First-line 5-FUbased chemotherapy has been shown to prolong median survival from 8 to 12 months more than palliative care according to a meta-analysis.47 Some schedules combining 5-FUFA and oxaliplatin or irinotecan have further increased median survival to 15 months or more in randomized multicenter phase 3 trials.4850 Furthermore, the administration of second-line chemotherapy with these schedules has also markedly enhanced survival in patients with metastatic colorectal cancer.51,52 More recently, bevacizumab, a new monoclonal antibody that targets tumor angiogenesis by specifically binding to vascular endothelial growth factor, is approved for use in the first-line setting when combined with any intravenous 5-FU regimen.53,54 Cetuximab, a monoclonal antibody directed against the human epidermal growth factor receptor, was also approved for its activity in combination with irinotecan in the second- and third-line treatment of patients whose disease had recently progressed while receiving irinotecan or an irinotecan-containing regimen.55 However, in our institution, irinotecan has been in common use from 1998, and so 5-FU and FA were the regimens mainly used in this study, both through HAI and systemically. Furthermore, because oxaliplatin has been approved for use only since April 2005 by the Japanese health insurance system, CDDP in combination with 5-FU and FA sometimes was given as a neoadjuvant regimen in the present series. Better survival may be obtained by including administration of combinations such as 5-FUFA and oxaliplatin or irinotecan and/or a monoclonal antibody such as bevacizumab or cetuximab.
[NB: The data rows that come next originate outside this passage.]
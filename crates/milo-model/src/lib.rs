//! Observable JSON store with path addressing.
//!
//! A [`Model`] holds an optional `serde_json::Value` and reports every
//! mutation as a [`ChangeBatch`] on its messenger (`"datachanges"`). It also
//! accepts batches posted as `"changedata"`, which is how a connector writes
//! into it. [`ModelPath`] scopes both directions to a subtree.
//!
//! # Example
//!
//! ```
//! use milo_messenger::{Delivery, Subscriber, TickScheduler};
//! use milo_model::{Model, ModelMessage, DATA_CHANGES};
//! use serde_json::json;
//! use std::cell::RefCell;
//! use std::rc::Rc;
//!
//! let ticks = Rc::new(TickScheduler::new());
//! let model = Model::with_scheduler(ticks.clone());
//!
//! let paths = Rc::new(RefCell::new(Vec::new()));
//! let sink = paths.clone();
//! model.messenger().subscribe(
//!     DATA_CHANGES,
//!     Subscriber::new(move |d: &Delivery<'_, ModelMessage>| {
//!         if let Some(batch) = d.data.batch() {
//!             for change in &batch.changes {
//!                 sink.borrow_mut().push(milo_path::format_access_path(&change.path));
//!             }
//!         }
//!     }),
//! );
//!
//! model.set(json!({"info": {"name": "a"}})).unwrap();
//! model.set_at(".info.name", json!("b")).unwrap();
//! ticks.run_tick();
//! assert_eq!(*paths.borrow(), vec!["", ".info.name"]);
//! ```

use milo_path::PathError;
use thiserror::Error;

mod bridge;
mod change;
mod data_source;
mod message;
mod model;
mod path_view;

pub use change::{compute_changes, Change, ChangeBatch, ChangeKind, TransactionId};
pub use data_source::DataSource;
pub use message::{ModelMessage, Validation, CHANGE_DATA, DATA_CHANGES, VALIDATED};
pub use model::Model;
pub use path_view::ModelPath;

#[derive(Debug, Error, Clone, PartialEq, Eq)]
pub enum ModelError {
    #[error(transparent)]
    Path(#[from] PathError),
    #[error("splice change at {0:?} carries no inserted items")]
    MalformedSplice(String),
    #[error("model was destroyed")]
    Destroyed,
}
Although the results of this retrospective study suggest that survival of patients with colorectal cancer liver metastases is determined predominantly by tumor biology, therapeutic benefits of multiple reoperations for multiple recurrences of metastases and additional chemotherapy were confirmed to increase likelihood of long survival despite recurrence after hepatectomy. Hepatic resection with an adequate surgical margin and prophylactic chemotherapy after surgery also were important for potential long-term survival. Given the implications of recent advances in chemotherapy for colorectal cancer metastases, indications for liver resection will soon need to be reassessed. However, at present, in the presence of recurrence after hepatectomy, good survival benefit requires aggressive treatment by repeat resection and effective chemotherapy such as new monoclonal antibodies with any 5-FU regimen.
Received for publication July 4, 2006. Accepted for publication July 4, 2006.